Accordo quadro

Zali: «Governo unanime» - Bertoli: «Non è vero»

È spaccatura in Consiglio di Stato sulla presa di posizione contraria all’intesa tra Svizzera e UE

Zali: «Governo unanime» - Bertoli: «Non è vero»
Unanimi? Dalle dichiarazioni dei diretti interessati sembrerebbe di no. (Foto CdT)

Zali: «Governo unanime» - Bertoli: «Non è vero»

Unanimi? Dalle dichiarazioni dei diretti interessati sembrerebbe di no. (Foto CdT)

BELLINZONA - «Il Consiglio di Stato ha preso posizione sulla consultazione...». Inizia così il comunicato con il quale il Governo ha dato il proprio parere in merito all’accordo quadro tra Svizzera e UE. Un parere molto scettico e «contrario al progetto a causa di lacune soprattutto rispetto alla posizione dei Cantoni, e in particolare a quella del Ticino, per quanto concerne le misure di accompagnamento alla libera circolazione, la direttiva sulla libera circolazione dei cittadini dell’UE e gli aiuti di Stato». La genesi di questa presa di posizione, stando a nostre informazioni, è però stata tutto fuorché lineare. Il dossier era sul tavolo dell’Esecutivo da più di due settimane e il testo da inviare alla Conferenza dei Governi cantonali ha subito più di un ritocco in corso d’opera.

Sollecitato in merito il presidente del Consiglio di Stato Claudio Zali tuttavia precisa: «La decisione è stata presa all’unanimità dal Governo. È chiaro che se avessimo detto “facciamo guerra all’Unione europea” qualcuno si sarebbe smarcato ma i tempi dovuti alla redazione di questa presa di posizione sono da ricondurre unicamente alla ricerca di una formulazione che andasse bene a tutti. Ma direzione in cui andare è sempre stata condivisa da tutti fin dall’inizio».

Ma è proprio così?

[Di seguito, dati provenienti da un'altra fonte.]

//! Project API integration tests
//!
//! Project creation, partial updates, and soft deletion. Skipped when
//! DATABASE_URL is not set.

mod common;

use axum::http::StatusCode;
use pretty_assertions::assert_eq;
use serde_json::{json, Value};
use uuid::Uuid;

use common::{
    create_project, create_unique_test_user, create_workspace, test_server, TestDatabase,
};

#[tokio::test]
async fn test_create_project() {
    let Some(db) = TestDatabase::try_new().await else {
        return;
    };
    let server = test_server(&db);
    let user = create_unique_test_user(db.pool()).await;
    let workspace_id = create_workspace(&server, &user.token, "Product").await;

    let response = server
        .post(&format!("/workspaces/{}/projects", workspace_id))
        .authorization_bearer(&user.token)
        .json(&json!({ "name": "Website", "description": "Public site" }))
        .await;

    assert_eq!(response.status_code(), StatusCode::CREATED);
    let body: Value = response.json();
    assert_eq!(body["project"]["name"], "Website");
    assert_eq!(body["project"]["description"], "Public site");
    assert_eq!(
        body["project"]["workspaceId"],
        workspace_id.to_string().as_str()
    );
    assert!(body["project"]["deletedAt"].is_null());
}

#[tokio::test]
async fn test_create_project_requires_admin() {
    let Some(db) = TestDatabase::try_new().await else {
        return;
    };
    let server = test_server(&db);
    let owner = create_unique_test_user(db.pool()).await;
    let member = create_unique_test_user(db.pool()).await;
    let workspace_id = create_workspace(&server, &owner.token, "Restricted").await;

    let invite = server
        .post(&format!("/workspaces/{}/invite", workspace_id))
        .authorization_bearer(&owner.token)
        .json(&json!({ "email": member.email, "role": "MEMBER" }))
        .await;
    assert_eq!(invite.status_code(), StatusCode::OK);

    let response = server
        .post(&format!("/workspaces/{}/projects", workspace_id))
        .authorization_bearer(&member.token)
        .json(&json!({ "name": "Forbidden" }))
        .await;

    assert_eq!(response.status_code(), StatusCode::FORBIDDEN);
}

#[tokio::test]
async fn test_update_project_partial() {
    let Some(db) = TestDatabase::try_new().await else {
        return;
    };
    let server = test_server(&db);
    let user = create_unique_test_user(db.pool()).await;
    let workspace_id = create_workspace(&server, &user.token, "Partial").await;
    let project_id = create_project(&server, &user.token, workspace_id, "Old Name").await;

    // Only the name is sent; the description must survive
    let response = server
        .patch(&format!("/projects/{}", project_id))
        .authorization_bearer(&user.token)
        .json(&json!({ "name": "New Name" }))
        .await;

    assert_eq!(response.status_code(), StatusCode::OK);
    let body: Value = response.json();
    assert_eq!(body["project"]["name"], "New Name");
    assert_eq!(body["project"]["description"], "fixture project");
}

#[tokio::test]
async fn test_update_project_clears_description_with_null() {
    let Some(db) = TestDatabase::try_new().await else {
        return;
    };
    let server = test_server(&db);
    let user = create_unique_test_user(db.pool()).await;
    let workspace_id = create_workspace(&server, &user.token, "Nullable").await;
    let project_id = create_project(&server, &user.token, workspace_id, "Described").await;

    // An explicit null clears the field, unlike omitting it
    let response = server
        .patch(&format!("/projects/{}", project_id))
        .authorization_bearer(&user.token)
        .json(&json!({ "description": null }))
        .await;

    assert_eq!(response.status_code(), StatusCode::OK);
    let body: Value = response.json();
    assert_eq!(body["project"]["name"], "Described");
    assert!(body["project"]["description"].is_null());
}

#[tokio::test]
async fn test_update_project_rejects_empty_name() {
    let Some(db) = TestDatabase::try_new().await else {
        return;
    };
    let server = test_server(&db);
    let user = create_unique_test_user(db.pool()).await;
    let workspace_id = create_workspace(&server, &user.token, "Naming").await;
    let project_id = create_project(&server, &user.token, workspace_id, "Named").await;

    let response = server
        .patch(&format!("/projects/{}", project_id))
        .authorization_bearer(&user.token)
        .json(&json!({ "name": "  " }))
        .await;

    assert_eq!(response.status_code(), StatusCode::BAD_REQUEST);
}

#[tokio::test]
async fn test_update_missing_project() {
    let Some(db) = TestDatabase::try_new().await else {
        return;
    };
    let server = test_server(&db);
    let user = create_unique_test_user(db.pool()).await;

    let response = server
        .patch(&format!("/projects/{}", Uuid::new_v4()))
        .authorization_bearer(&user.token)
        .json(&json!({ "name": "Ghost" }))
        .await;

    assert_eq!(response.status_code(), StatusCode::NOT_FOUND);
    let body: Value = response.json();
    assert_eq!(body["message"], "Project not found");
}

#[tokio::test]
async fn test_soft_deleted_project_excluded_from_listing() {
    let Some(db) = TestDatabase::try_new().await else {
        return;
    };
    let server = test_server(&db);
    let user = create_unique_test_user(db.pool()).await;
    let workspace_id = create_workspace(&server, &user.token, "Pruning").await;
    let keep_id = create_project(&server, &user.token, workspace_id, "Keep").await;
    let drop_id = create_project(&server, &user.token, workspace_id, "Drop").await;

    let response = server
        .patch(&format!("/projects/{}/delete", drop_id))
        .authorization_bearer(&user.token)
        .await;
    assert_eq!(response.status_code(), StatusCode::OK);

    let response = server
        .get(&format!("/workspaces/{}/projects", workspace_id))
        .authorization_bearer(&user.token)
        .await;

    assert_eq!(response.status_code(), StatusCode::OK);
    let body: Value = response.json();
    let projects = body["projects"].as_array().unwrap();
    assert_eq!(projects.len(), 1);
    assert_eq!(projects[0]["id"], keep_id.to_string().as_str());
    assert!(!projects
        .iter()
        .any(|p| p["id"] == drop_id.to_string().as_str()));
}
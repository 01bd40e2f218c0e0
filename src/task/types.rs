/**
 * Task Types
 *
 * Status/priority enums, deadline filters, and the request/response types
 * for the task handlers.
 */

use chrono::{DateTime, Utc};
use serde::{Deserialize, Serialize};
use uuid::Uuid;

use crate::auth::users::UserSummary;
use crate::serde_helpers::double_option;

/// Task state. Transitions are free-form in both directions; `completed_at`
/// is derived from entering or leaving `Done`.
#[derive(Debug, Clone, Copy, PartialEq, Eq, Serialize, Deserialize)]
#[serde(rename_all = "SCREAMING_SNAKE_CASE")]
pub enum TaskStatus {
    Todo,
    InProgress,
    Done,
}

impl TaskStatus {
    pub fn as_str(&self) -> &'static str {
        match self {
            TaskStatus::Todo => "TODO",
            TaskStatus::InProgress => "IN_PROGRESS",
            TaskStatus::Done => "DONE",
        }
    }

    pub fn from_str(s: &str) -> Option<TaskStatus> {
        match s {
            "TODO" => Some(TaskStatus::Todo),
            "IN_PROGRESS" => Some(TaskStatus::InProgress),
            "DONE" => Some(TaskStatus::Done),
            _ => None,
        }
    }
}

/// Task priority, defaulting to `Medium`
#[derive(Debug, Clone, Copy, Default, PartialEq, Eq, Serialize, Deserialize)]
#[serde(rename_all = "SCREAMING_SNAKE_CASE")]
pub enum TaskPriority {
    Low,
    #[default]
    Medium,
    High,
}

impl TaskPriority {
    pub fn as_str(&self) -> &'static str {
        match self {
            TaskPriority::Low => "LOW",
            TaskPriority::Medium => "MEDIUM",
            TaskPriority::High => "HIGH",
        }
    }

    pub fn from_str(s: &str) -> Option<TaskPriority> {
        match s {
            "LOW" => Some(TaskPriority::Low),
            "MEDIUM" => Some(TaskPriority::Medium),
            "HIGH" => Some(TaskPriority::High),
            _ => None,
        }
    }
}

/// Deadline filter layered on top of the exact-match task filters
///
/// - `Overdue`: deadline strictly before now AND status != DONE
/// - `DueToday`: deadline within today's bounds
/// - `Upcoming`: deadline strictly after now
#[derive(Debug, Clone, Copy, PartialEq, Eq)]
pub enum DeadlineFilter {
    Overdue,
    DueToday,
    Upcoming,
}

impl DeadlineFilter {
    pub fn from_str(s: &str) -> Option<DeadlineFilter> {
        match s {
            "overdue" => Some(DeadlineFilter::Overdue),
            "due_today" => Some(DeadlineFilter::DueToday),
            "upcoming" => Some(DeadlineFilter::Upcoming),
            _ => None,
        }
    }
}

/// Project projection embedded in task expansions
#[derive(Debug, Clone, Serialize, Deserialize)]
#[serde(rename_all = "camelCase")]
pub struct ProjectSummary {
    pub id: Uuid,
    pub name: String,
    pub workspace_id: Uuid,
    pub created_by: Option<UserSummary>,
}

/// A task with its creator, assignee, and project expanded
#[derive(Debug, Clone, Serialize, Deserialize)]
#[serde(rename_all = "camelCase")]
pub struct TaskDetails {
    pub id: Uuid,
    pub title: String,
    pub description: Option<String>,
    pub status: TaskStatus,
    pub priority: TaskPriority,
    pub project_id: Uuid,
    pub assignee_id: Option<Uuid>,
    pub created_by_id: Uuid,
    pub deadline: Option<DateTime<Utc>>,
    pub completed_at: Option<DateTime<Utc>>,
    pub deleted_at: Option<DateTime<Utc>>,
    pub created_at: DateTime<Utc>,
    pub updated_at: DateTime<Utc>,
    pub created_by: UserSummary,
    pub assignee: Option<UserSummary>,
    pub project: ProjectSummary,
}

/// Create-task request body
#[derive(Debug, Deserialize)]
#[serde(rename_all = "camelCase")]
pub struct CreateTaskRequest {
    pub title: String,
    pub description: Option<String>,
    #[serde(default)]
    pub priority: TaskPriority,
    pub assignee_id: Option<Uuid>,
    pub deadline: Option<DateTime<Utc>>,
}

/// Partial task update; `description`/`deadline` accept explicit null to
/// clear the value.
#[derive(Debug, Default, Deserialize)]
#[serde(rename_all = "camelCase")]
pub struct UpdateTaskRequest {
    pub title: Option<String>,
    #[serde(default, deserialize_with = "double_option")]
    pub description: Option<Option<String>>,
    pub priority: Option<TaskPriority>,
    #[serde(default, deserialize_with = "double_option")]
    pub deadline: Option<Option<DateTime<Utc>>>,
}

/// Status-transition request body; validated against the closed status set
/// in the handler so a bad value yields a 400 rather than a decode error.
#[derive(Debug, Deserialize)]
pub struct UpdateStatusRequest {
    pub status: String,
}

/// Reassignment request body
#[derive(Debug, Deserialize)]
#[serde(rename_all = "camelCase")]
pub struct ReassignTaskRequest {
    pub assignee_id: Uuid,
}

/// Query parameters for the project task listing
#[derive(Debug, Default, Deserialize)]
#[serde(rename_all = "camelCase")]
pub struct TaskListQuery {
    pub page: Option<u32>,
    pub limit: Option<u32>,
    pub status: Option<String>,
    pub assignee_id: Option<Uuid>,
    pub sort: Option<String>,
    pub order: Option<String>,
    pub filter: Option<String>,
}

/// Task mutation response
#[derive(Debug, Serialize)]
pub struct TaskResponse {
    pub message: String,
    pub task: TaskDetails,
}

/// Paginated task listing response
#[derive(Debug, Serialize)]
pub struct TaskListResponse {
    pub page: u32,
    pub limit: u32,
    pub total: i64,
    pub tasks: Vec<TaskDetails>,
}
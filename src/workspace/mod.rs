//! Workspaces and memberships
//!
//! Workspace creation (with atomic owner enrollment), the caller's
//! workspace list, member invitations, and the dashboard statistics
//! snapshot.

pub mod db;
pub mod handlers;

pub use db::Role;
pub use handlers::{create_workspace, dashboard, invite_user, my_workspaces};
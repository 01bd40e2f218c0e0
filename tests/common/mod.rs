//! Common test utilities and helpers
//!
//! Shared fixtures for the integration tests:
//! - Database fixtures (skipped when DATABASE_URL is not set)
//! - Authentication helpers for creating users and tokens
//! - API fixtures for building workspaces, projects, and tasks

#![allow(dead_code)]

pub mod auth_helpers;
pub mod database;
pub mod fixtures;

pub use auth_helpers::*;
pub use database::*;
pub use fixtures::*;
/**
 * Application State Management
 *
 * This module defines the application state structure and implements the
 * `FromRef` traits for axum state extraction. Handlers are stateless;
 * the state only carries the shared collaborators (connection pool,
 * optional mailer).
 */

use axum::extract::FromRef;
use sqlx::PgPool;

use crate::mailer::Mailer;

/// Application state shared by all request handlers
#[derive(Clone)]
pub struct AppState {
    /// Database connection pool
    pub pool: PgPool,

    /// Optional SMTP mailer for invitation emails
    ///
    /// `None` when SMTP is not configured; invitation emails are then
    /// skipped (the invite itself still succeeds).
    pub mailer: Option<Mailer>,
}

/// Allow handlers that only need the pool to extract `State<PgPool>`
impl FromRef<AppState> for PgPool {
    fn from_ref(app_state: &AppState) -> Self {
        app_state.pool.clone()
    }
}

/// Allow handlers to extract the optional mailer directly
impl FromRef<AppState> for Option<Mailer> {
    fn from_ref(app_state: &AppState) -> Self {
        app_state.mailer.clone()
    }
}
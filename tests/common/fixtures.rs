//! API fixtures
//!
//! Helpers that drive the public API to build up workspaces, projects,
//! and tasks for a test, returning the created ids.

use axum_test::TestServer;
use serde_json::{json, Value};
use uuid::Uuid;

fn id_at<'a>(body: &'a Value, path: &[&str]) -> Uuid {
    let mut value = body;
    for key in path {
        value = &value[key];
    }
    value
        .as_str()
        .and_then(|s| Uuid::parse_str(s).ok())
        .unwrap_or_else(|| panic!("Missing id at {:?} in {}", path, body))
}

/// Create a workspace through the API, returning its id
pub async fn create_workspace(server: &TestServer, token: &str, name: &str) -> Uuid {
    let response = server
        .post("/workspaces")
        .authorization_bearer(token)
        .json(&json!({ "name": name }))
        .await;
    assert_eq!(response.status_code(), 201, "{}", response.text());
    id_at(&response.json::<Value>(), &["workspace", "id"])
}

/// Create a project through the API, returning its id
pub async fn create_project(
    server: &TestServer,
    token: &str,
    workspace_id: Uuid,
    name: &str,
) -> Uuid {
    let response = server
        .post(&format!("/workspaces/{}/projects", workspace_id))
        .authorization_bearer(token)
        .json(&json!({ "name": name, "description": "fixture project" }))
        .await;
    assert_eq!(response.status_code(), 201, "{}", response.text());
    id_at(&response.json::<Value>(), &["project", "id"])
}

/// Create a task through the API from an arbitrary request body,
/// returning its id
pub async fn create_task(
    server: &TestServer,
    token: &str,
    project_id: Uuid,
    body: Value,
) -> Uuid {
    let response = server
        .post(&format!("/projects/{}/tasks", project_id))
        .authorization_bearer(token)
        .json(&body)
        .await;
    assert_eq!(response.status_code(), 201, "{}", response.text());
    id_at(&response.json::<Value>(), &["task", "id"])
}

/// Set a task's status through the API
pub async fn set_task_status(server: &TestServer, token: &str, task_id: Uuid, status: &str) {
    let response = server
        .patch(&format!("/tasks/{}/status", task_id))
        .authorization_bearer(token)
        .json(&json!({ "status": status }))
        .await;
    assert_eq!(response.status_code(), 200, "{}", response.text());
}
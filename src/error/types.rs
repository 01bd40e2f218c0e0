/**
 * Application Error Types
 *
 * This module defines the error type returned by all HTTP handlers.
 * Each variant corresponds to one class of the error taxonomy and maps
 * to a single HTTP status code.
 */

use axum::http::StatusCode;
use thiserror::Error;

/// Application-wide error type
///
/// Every handler and guard produces one of these variants. The message is
/// what the client sees; for `Internal` the original cause is logged and
/// the client only receives a generic message.
#[derive(Debug, Error)]
pub enum AppError {
    /// Missing, malformed, expired or otherwise invalid credentials
    #[error("{message}")]
    Unauthenticated {
        /// Human-readable error message
        message: String,
    },

    /// Authenticated but not permitted to perform the operation
    #[error("{message}")]
    Forbidden {
        /// Human-readable error message
        message: String,
    },

    /// Missing or malformed input
    #[error("{message}")]
    Validation {
        /// Human-readable error message
        message: String,
    },

    /// Referenced entity does not exist
    #[error("{message}")]
    NotFound {
        /// Human-readable error message
        message: String,
    },

    /// Duplicate unique key (existing email, existing membership)
    #[error("{message}")]
    Conflict {
        /// Human-readable error message
        message: String,
    },

    /// Unexpected failure; detail lives in the logs, not the response
    #[error("Server error")]
    Internal,
}

impl AppError {
    /// Create an `Unauthenticated` error
    pub fn unauthenticated(message: impl Into<String>) -> Self {
        Self::Unauthenticated {
            message: message.into(),
        }
    }

    /// Create a `Forbidden` error
    pub fn forbidden(message: impl Into<String>) -> Self {
        Self::Forbidden {
            message: message.into(),
        }
    }

    /// Create a `Validation` error
    pub fn validation(message: impl Into<String>) -> Self {
        Self::Validation {
            message: message.into(),
        }
    }

    /// Create a `NotFound` error
    pub fn not_found(message: impl Into<String>) -> Self {
        Self::NotFound {
            message: message.into(),
        }
    }

    /// Create a `Conflict` error
    pub fn conflict(message: impl Into<String>) -> Self {
        Self::Conflict {
            message: message.into(),
        }
    }

    /// Get the HTTP status code for this error
    pub fn status_code(&self) -> StatusCode {
        match self {
            Self::Unauthenticated { .. } => StatusCode::UNAUTHORIZED,
            Self::Forbidden { .. } => StatusCode::FORBIDDEN,
            Self::Validation { .. } => StatusCode::BAD_REQUEST,
            Self::NotFound { .. } => StatusCode::NOT_FOUND,
            Self::Conflict { .. } => StatusCode::CONFLICT,
            Self::Internal => StatusCode::INTERNAL_SERVER_ERROR,
        }
    }

    /// Get the client-facing error message
    pub fn message(&self) -> String {
        self.to_string()
    }
}
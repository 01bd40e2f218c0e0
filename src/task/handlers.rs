/**
 * Task Handlers
 *
 * - `POST /projects/{projectId}/tasks` - create (OWNER/ADMIN)
 * - `GET /projects/{projectId}/tasks` - paginated listing (any member)
 * - `PATCH /tasks/{taskId}/status` - transition (assignee or OWNER/ADMIN)
 * - `PATCH /tasks/{taskId}` - partial update (OWNER/ADMIN)
 * - `PATCH /tasks/{taskId}/assignee` - reassign (OWNER/ADMIN)
 * - `PATCH /tasks/{taskId}/delete` - soft delete (OWNER/ADMIN)
 * - `PATCH /tasks/{taskId}/restore` - restore (OWNER/ADMIN)
 *
 * Every task-scoped operation resolves task -> project -> workspace and
 * returns 404 when the task row is absent. Mutations write their activity
 * record in the same transaction.
 */

use axum::extract::{Path, Query, State};
use axum::http::StatusCode;
use axum::response::Json;
use chrono::Utc;
use sqlx::PgPool;
use uuid::Uuid;

use crate::activity::db::{self as activity_db, actions, entities, NewActivity};
use crate::error::AppError;
use crate::middleware::auth::AuthUser;
use crate::middleware::workspace_role::{require_membership, require_workspace_role, ADMIN_ROLES};
use crate::project::db::get_project;
use crate::project::handlers::MessageResponse;
use crate::task::db::{self, ListOptions, NewTask, TaskFilters, TaskRecord};
use crate::task::types::{
    CreateTaskRequest, DeadlineFilter, ReassignTaskRequest, TaskDetails, TaskListQuery,
    TaskListResponse, TaskResponse, TaskStatus, UpdateStatusRequest, UpdateTaskRequest,
};
use crate::workspace::db::get_membership;

const DEFAULT_PAGE: u32 = 1;
const DEFAULT_LIMIT: u32 = 10;
const MAX_LIMIT: u32 = 100;

/// Resolve a task and its workspace or fail with 404
async fn resolve_task(pool: &PgPool, task_id: Uuid) -> Result<TaskRecord, AppError> {
    db::get_task(pool, task_id)
        .await?
        .ok_or_else(|| AppError::not_found("Task not found"))
}

/// Fetch the expanded representation after a mutation
async fn fetch_details(pool: &PgPool, task_id: Uuid) -> Result<TaskDetails, AppError> {
    db::get_task_details(pool, task_id)
        .await?
        .ok_or(AppError::Internal)
}

/// Verify that a prospective assignee belongs to the workspace
async fn require_assignee_in_workspace(
    pool: &PgPool,
    assignee_id: Uuid,
    workspace_id: Uuid,
) -> Result<(), AppError> {
    get_membership(pool, assignee_id, workspace_id)
        .await?
        .ok_or_else(|| AppError::validation("Assignee does not belong to this workspace"))?;
    Ok(())
}

/// Create task handler (OWNER/ADMIN in the project's workspace)
pub async fn create_task(
    State(pool): State<PgPool>,
    AuthUser(user): AuthUser,
    Path(project_id): Path<Uuid>,
    Json(request): Json<CreateTaskRequest>,
) -> Result<(StatusCode, Json<TaskResponse>), AppError> {
    let project = get_project(&pool, project_id)
        .await?
        .ok_or_else(|| AppError::not_found("Project not found"))?;

    require_workspace_role(&pool, user.user_id, project.workspace_id, ADMIN_ROLES).await?;

    let title = request.title.trim();
    if title.is_empty() {
        return Err(AppError::validation("Task title is required"));
    }

    if let Some(assignee_id) = request.assignee_id {
        require_assignee_in_workspace(&pool, assignee_id, project.workspace_id).await?;
    }

    let mut tx = pool.begin().await?;

    let task_id = db::insert_task(
        &mut *tx,
        NewTask {
            title,
            description: request.description.as_deref(),
            priority: request.priority,
            project_id,
            assignee_id: request.assignee_id,
            created_by_id: user.user_id,
            deadline: request.deadline,
        },
    )
    .await?;
    activity_db::record(
        &mut *tx,
        NewActivity {
            action: actions::TASK_CREATED,
            entity_type: entities::TASK,
            entity_id: task_id,
            message: format!("Task \"{}\" created", title),
            user_id: user.user_id,
            workspace_id: project.workspace_id,
        },
    )
    .await?;

    tx.commit().await?;

    let task = fetch_details(&pool, task_id).await?;

    Ok((
        StatusCode::CREATED,
        Json(TaskResponse {
            message: "Task created successfully".to_string(),
            task,
        }),
    ))
}

/// List tasks handler (any member)
///
/// Page/limit pagination with exact-match status/assignee filters and the
/// deadline filter enum; the total is computed against the same filters.
pub async fn list_tasks(
    State(pool): State<PgPool>,
    AuthUser(user): AuthUser,
    Path(project_id): Path<Uuid>,
    Query(query): Query<TaskListQuery>,
) -> Result<Json<TaskListResponse>, AppError> {
    let project = get_project(&pool, project_id)
        .await?
        .ok_or_else(|| AppError::not_found("Project not found"))?;

    require_membership(&pool, user.user_id, project.workspace_id).await?;

    let status = match query.status.as_deref() {
        Some(s) => Some(
            TaskStatus::from_str(s).ok_or_else(|| AppError::validation("Invalid status value"))?,
        ),
        None => None,
    };
    let deadline = match query.filter.as_deref() {
        Some(f) => Some(
            DeadlineFilter::from_str(f)
                .ok_or_else(|| AppError::validation("Invalid filter value"))?,
        ),
        None => None,
    };

    let filters = TaskFilters {
        status,
        assignee_id: query.assignee_id,
        deadline,
    };

    let page = query.page.unwrap_or(DEFAULT_PAGE).max(1);
    let limit = query.limit.unwrap_or(DEFAULT_LIMIT).clamp(1, MAX_LIMIT);
    // Widen before multiplying; page is client-supplied and u32 arithmetic
    // would overflow for large page numbers.
    let options = ListOptions {
        sort_column: db::sort_column(query.sort.as_deref().unwrap_or("createdAt")),
        ascending: query.order.as_deref() == Some("asc"),
        limit: i64::from(limit),
        offset: (i64::from(page) - 1) * i64::from(limit),
    };

    let tasks = db::list_tasks(&pool, project_id, &filters, &options).await?;
    let total = db::count_tasks(&pool, project_id, &filters).await?;

    Ok(Json(TaskListResponse {
        page,
        limit,
        total,
        tasks,
    }))
}

/// Status transition handler (assignee or OWNER/ADMIN)
pub async fn update_task_status(
    State(pool): State<PgPool>,
    AuthUser(user): AuthUser,
    Path(task_id): Path<Uuid>,
    Json(request): Json<UpdateStatusRequest>,
) -> Result<Json<TaskResponse>, AppError> {
    let status = TaskStatus::from_str(&request.status)
        .ok_or_else(|| AppError::validation("Invalid status value"))?;

    let task = resolve_task(&pool, task_id).await?;

    let membership = require_membership(&pool, user.user_id, task.workspace_id).await?;
    let is_assignee = task.assignee_id == Some(user.user_id);
    let is_admin = ADMIN_ROLES.contains(&membership.role);
    if !is_assignee && !is_admin {
        return Err(AppError::forbidden("Not allowed to update task"));
    }

    let mut tx = pool.begin().await?;

    db::update_status(&mut *tx, task_id, status).await?;
    activity_db::record(
        &mut *tx,
        NewActivity {
            action: actions::TASK_STATUS_UPDATED,
            entity_type: entities::TASK,
            entity_id: task_id,
            message: format!("Task status changed to {}", status.as_str()),
            user_id: user.user_id,
            workspace_id: task.workspace_id,
        },
    )
    .await?;

    tx.commit().await?;

    let task = fetch_details(&pool, task_id).await?;

    Ok(Json(TaskResponse {
        message: "Task status updated".to_string(),
        task,
    }))
}

/// Field update handler (OWNER/ADMIN)
pub async fn update_task(
    State(pool): State<PgPool>,
    AuthUser(user): AuthUser,
    Path(task_id): Path<Uuid>,
    Json(request): Json<UpdateTaskRequest>,
) -> Result<Json<TaskResponse>, AppError> {
    let task = resolve_task(&pool, task_id).await?;

    require_workspace_role(&pool, user.user_id, task.workspace_id, ADMIN_ROLES).await?;

    let title = match request.title {
        Some(title) => {
            let title = title.trim().to_string();
            if title.is_empty() {
                return Err(AppError::validation("Task title cannot be empty"));
            }
            title
        }
        None => task.title,
    };
    let description = match request.description {
        Some(description) => description,
        None => task.description,
    };
    let priority = request.priority.unwrap_or(task.priority);
    let deadline = match request.deadline {
        Some(deadline) => deadline,
        None => task.deadline,
    };

    let mut tx = pool.begin().await?;

    db::update_fields(
        &mut *tx,
        task_id,
        &title,
        description.as_deref(),
        priority,
        deadline,
    )
    .await?;
    activity_db::record(
        &mut *tx,
        NewActivity {
            action: actions::TASK_UPDATED,
            entity_type: entities::TASK,
            entity_id: task_id,
            message: format!("Task \"{}\" updated", title),
            user_id: user.user_id,
            workspace_id: task.workspace_id,
        },
    )
    .await?;

    tx.commit().await?;

    let task = fetch_details(&pool, task_id).await?;

    Ok(Json(TaskResponse {
        message: "Task updated successfully".to_string(),
        task,
    }))
}

/// Reassignment handler (OWNER/ADMIN); the target must belong to the
/// task's workspace.
pub async fn reassign_task(
    State(pool): State<PgPool>,
    AuthUser(user): AuthUser,
    Path(task_id): Path<Uuid>,
    Json(request): Json<ReassignTaskRequest>,
) -> Result<Json<TaskResponse>, AppError> {
    let task = resolve_task(&pool, task_id).await?;

    require_workspace_role(&pool, user.user_id, task.workspace_id, ADMIN_ROLES).await?;
    require_assignee_in_workspace(&pool, request.assignee_id, task.workspace_id).await?;

    let mut tx = pool.begin().await?;

    db::set_assignee(&mut *tx, task_id, request.assignee_id).await?;
    activity_db::record(
        &mut *tx,
        NewActivity {
            action: actions::TASK_REASSIGNED,
            entity_type: entities::TASK,
            entity_id: task_id,
            message: format!("Task reassigned to user {}", request.assignee_id),
            user_id: user.user_id,
            workspace_id: task.workspace_id,
        },
    )
    .await?;

    tx.commit().await?;

    let task = fetch_details(&pool, task_id).await?;

    Ok(Json(TaskResponse {
        message: "Task reassigned successfully".to_string(),
        task,
    }))
}

/// Soft-delete handler (OWNER/ADMIN)
pub async fn delete_task(
    State(pool): State<PgPool>,
    AuthUser(user): AuthUser,
    Path(task_id): Path<Uuid>,
) -> Result<Json<MessageResponse>, AppError> {
    let task = resolve_task(&pool, task_id).await?;

    require_workspace_role(&pool, user.user_id, task.workspace_id, ADMIN_ROLES).await?;

    let mut tx = pool.begin().await?;

    db::set_deleted_at(&mut *tx, task_id, Some(Utc::now())).await?;
    activity_db::record(
        &mut *tx,
        NewActivity {
            action: actions::TASK_DELETED,
            entity_type: entities::TASK,
            entity_id: task_id,
            message: format!("Task \"{}\" deleted", task.title),
            user_id: user.user_id,
            workspace_id: task.workspace_id,
        },
    )
    .await?;

    tx.commit().await?;

    Ok(Json(MessageResponse {
        message: "Task deleted successfully".to_string(),
    }))
}

/// Restore handler (OWNER/ADMIN); clears the soft-delete timestamp
pub async fn restore_task(
    State(pool): State<PgPool>,
    AuthUser(user): AuthUser,
    Path(task_id): Path<Uuid>,
) -> Result<Json<MessageResponse>, AppError> {
    let task = resolve_task(&pool, task_id).await?;

    require_workspace_role(&pool, user.user_id, task.workspace_id, ADMIN_ROLES).await?;

    let mut tx = pool.begin().await?;

    db::set_deleted_at(&mut *tx, task_id, None).await?;
    activity_db::record(
        &mut *tx,
        NewActivity {
            action: actions::TASK_RESTORED,
            entity_type: entities::TASK,
            entity_id: task_id,
            message: format!("Task \"{}\" restored", task.title),
            user_id: user.user_id,
            workspace_id: task.workspace_id,
        },
    )
    .await?;

    tx.commit().await?;

    Ok(Json(MessageResponse {
        message: "Task restored successfully".to_string(),
    }))
}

Non sembrerebbe essere il caso, sentendo le considerazioni da noi raccolte con il consigliere di Stato Manuele Bertoli: «Non ho approvato il testo, perché non sono d’accordo con questa impostazione che mi pare non tenga conto della dimensione importante che hanno i rapporti con l’Unione europea. Ero piuttosto per un “no, ma” nel senso che con questo tipo di accordo ci sono tutta una serie di elementi che vanno migliorati, ma non secondo una descrizione così drastica». Un aspetto, questo, sul quale si dice invece particolarmente soddisfatto Zali: «Quello che era importante è che da questa consultazione uscisse una risposta negativa: non vogliamo questo accordo quadro. Questo è il punto fondamentale, la presa di posizione è eloquente. Forse insolitamente eloquente per il Governo ticinese, insomma, meno diplomatica del solito». Sollecitato in merito alle potenziali ricadute negative per le aziende anche ticinesi, il presidente dell’Esecutivo per contro rileva: «Siamo consapevoli che non possiamo vivere isolati dal resto dell’Europa, ma allo stesso tempo ci sono dei limiti che non possono essere superati perché ledono la sovranità popolare. E lo abbiamo precisato nella nostra presa di posizione. Vorrei però ricordare che il Cantone viene consultato dalla Conferenza dei governi cantonali che poi ne riferirà alla Confederazione. Non siamo noi a determinare cosa farà Berna ma abbiamo tenuto a precisare in modo chiaro il punto di vista ticinese che dev’essere prioritario rispetto ad altre, legittime, esigenze delle imprese svizzere che si muovono in Europa». Ignazio Cassis è conoscenza della vostra posizione? abbiamo chiesto a Zali: «Abbiamo un dialogo costante con il nostro consigliere federale. Non penso che sarà sorpreso dalla nostra presa di posizione».

Maggiore preoccupazione è invece espressa da Bertoli: «Il fatto che in Svizzera non vi sia oggi una maggioranza in favore di questo accordo quadro sul medio periodo è un problema, va trovato una relazione con l’Europa che funzioni». Bruxelles, secondo Bertoli, deve però fare la sua parte: «Bisogna che l’UE si renda conto che ci sono una serie di fenomeni che devono essere gestiti al loro interno e nei rapporti con gli esterni, in questo caso la Svizzera. Penso a tutto quello che ruota intorno alla gestione del mercato del lavoro e per noi a quello che è possibile in termini di misure di accompagnamento al mercato del lavoro».